There are alternatives to massive expensive reactors from companies like Nuscale, might be a good option to round out energy production in areas where other clean energy sources aren't available.
With environmentalists pushing for nuclear station closures, power stations going out of service due to exceeding their lifetime and MOX fuel available, cheap solar, offshore wind, I'd rather not.
There's many ways to slow global warming. Is replacing power production with nuclear really humanity's best first to-go in slowing global warming? I would have thought not.
The article appears to be written in a biased manner and lacks Rational and logic , till now no body has ever been able to come up with a solution on how to deal with nuclear waste in a safe way or how to deal with a accident in a nuclear plant
This comment is uncivil and your previous one was unsubstantive. Posting this way is an abuse of HN, so please don't do that. We're looking for civil and substantive comments, and would appreciate it if you'd read and follow the site rules:
What resources have you found particularly useful? I've seen more than one comment on HN cite how few human lives have been lost as a result of Fukushima, which is one metric that can be used to quantify the effects of a nuclear reactor disaster. I'm not arguing that it's a useful metric, so recommending concise references available that support your position would be very helpful.
yes. Modern large airplanes are more complex than reactors and have more uncertainty, and have more places on the chain they can go wrong. But they don't, at least not in the US in last 15 years. Why?

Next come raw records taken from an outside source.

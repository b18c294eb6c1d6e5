//! Diagnostic renderer - rustc-style with line numbers and underlines.

use crate::analysis::{Diagnostic, DiagnosticKind};
use crate::output::context::RenderContext;
use crate::output::traits::Renderer;

/// Diagnostic renderer - rustc-style with line numbers and underline annotations.
///
/// ```text
/// info[DISP001]: local `s` holds a `MemoryStream` that is never disposed
///    ╭─ src/Program.cs:4:17
///    │
///  4 │         var s = new MemoryStream();
///    │                 ──────────────────
///    ╰─ help: wrap it in a `using` statement or call `.Dispose()` explicitly
/// ```
pub struct DiagnosticRenderer;

impl Renderer for DiagnosticRenderer {
    fn render(&self, ctx: &RenderContext<'_>) -> String {
        let mut output = String::new();
        for diagnostic in ctx.diagnostics {
            render_one(&mut output, ctx, diagnostic);
            output.push('\n');
        }
        output
    }
}

fn render_one(output: &mut String, ctx: &RenderContext<'_>, diagnostic: &Diagnostic) {
    let location = &diagnostic.location;
    let line_num_width = (location.start_line + 1).to_string().len().max(2);

    output.push_str(&format!(
        "{}[{}]: {}\n",
        diagnostic.severity,
        diagnostic.id,
        diagnostic.message()
    ));
    output.push_str(&format!(
        "{:>width$} ╭─ {}:{}:{}\n",
        "",
        location.path.display(),
        location.start_line + 1,
        location.start_column + 1,
        width = line_num_width
    ));

    if let Some(line) = ctx.line(&location.path, location.start_line) {
        output.push_str(&format!("{:>width$} │\n", "", width = line_num_width));
        output.push_str(&format!(
            "{:>width$} │ {}\n",
            location.start_line + 1,
            line,
            width = line_num_width
        ));

        let start = location.start_column as usize;
        let line_len = line.chars().count();
        let end = if location.end_line == location.start_line {
            location.end_column as usize
        } else {
            line_len
        };
        let width = end.saturating_sub(start).max(1);

        // Tabs in the prefix keep the underline aligned with the source
        let padding: String = line
            .chars()
            .take(start)
            .map(|ch| if ch == '\t' { '\t' } else { ' ' })
            .collect();
        output.push_str(&format!(
            "{:>lw$} │ {}{}\n",
            "",
            padding,
            "─".repeat(width),
            lw = line_num_width
        ));
    }

    output.push_str(&format!(
        "{:>width$} ╰─ help: {}\n",
        "",
        help(diagnostic.kind),
        width = line_num_width
    ));
}

fn help(kind: DiagnosticKind) -> &'static str {
    match kind {
        DiagnosticKind::UnreleasedLocal => {
            "wrap it in a `using` statement or call `.Dispose()` explicitly"
        }
        DiagnosticKind::UnreleasedField | DiagnosticKind::UnreleasedProperty => {
            "dispose it from the containing type's `Dispose()` method"
        }
        DiagnosticKind::UnreleasedAnonymous => {
            "store it in a `using` declaration or pass it to an owner that disposes it"
        }
    }
}
//! LSP-specific output formatting.

mod diagnostics;

pub use diagnostics::{to_lsp_diagnostic, to_lsp_diagnostics};
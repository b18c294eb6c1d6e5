//! Matching logic for comparing reported diagnostics with expectations.

use crate::analysis::{Diagnostic, DiagnosticKind};
use super::expectation::Expectation;

/// Outcome of matching one line's expectations against its diagnostics.
#[derive(Debug, Clone)]
pub enum MatchResult {
    /// Expectation matched
    Match,
    /// Expected diagnostic was not reported
    Missing { expected: Expectation },
    /// Diagnostic reported without a matching expectation
    Unexpected {
        kind: DiagnosticKind,
        name: Option<String>,
        type_name: String,
    },
}

impl MatchResult {
    /// Returns true if this is a match.
    pub fn is_match(&self) -> bool {
        matches!(self, MatchResult::Match)
    }
}

/// Pair expectations with diagnostics on the same line.
///
/// Named expectations claim diagnostics first so a wildcard cannot steal
/// the only diagnostic a named expectation would accept. Returns only the
/// failures; an empty result means the line matched exactly.
pub fn match_line(expectations: &[Expectation], actual: &[&Diagnostic]) -> Vec<MatchResult> {
    let mut claimed = vec![false; actual.len()];
    let mut results = Vec::new();

    let (named, wildcards): (Vec<&Expectation>, Vec<&Expectation>) =
        expectations.iter().partition(|exp| exp.name.is_some());

    for exp in named.into_iter().chain(wildcards) {
        let found = actual.iter().enumerate().position(|(i, diagnostic)| {
            !claimed[i] && exp.accepts(diagnostic.kind, diagnostic.variable_name.as_deref())
        });
        match found {
            Some(i) => claimed[i] = true,
            None => results.push(MatchResult::Missing {
                expected: exp.clone(),
            }),
        }
    }

    for (diagnostic, _) in actual.iter().zip(&claimed).filter(|(_, taken)| !**taken) {
        results.push(MatchResult::Unexpected {
            kind: diagnostic.kind,
            name: diagnostic.variable_name.clone(),
            type_name: diagnostic.type_name.clone(),
        });
    }

    results
}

All tech can be tamed, the problem is "tamed by who and for doing what against who?". As any sirian children could teach us, airplanes are deadlier than ever.
"I am not so much pro-nuclear as I am pro-arithmetic." -- Stuart Brand.
The dogma that we can power industrial civilization on "sunny days when the wind is blowing" energy is arithmetic denialism.
I will believe that you care about CO2/climate change if, and only if, you do not oppose replacing carbon-based energy with the source that passes the arithmetic test.
I would be surprised, to be honest, if more than half the american population knew that a nuclear power plant literally cannot blow up like an atomic bomb. However, I can't find any information to support either of our gut feelings. All of the polling information is of the form "how much do you like nuclear" or "what is the best non-fossil fuel power source". I'd love to see answers to "why do you think nuclear energy is a bad idea" or something.
While it isn't proper poll, Veritasium's interviews[1] with the general public support the supposition that most people lack basic information about anything nuclear.
I'll even allow for the high, high likelihood that more people will die installing roof-top solar than will ever die in the lifetime of all nuclear reactors combined. The political capital lost in a reactor accident isn't worth it. The lost of faith in technology, the loss of trust in science. The mass hysteria just isn't worth it.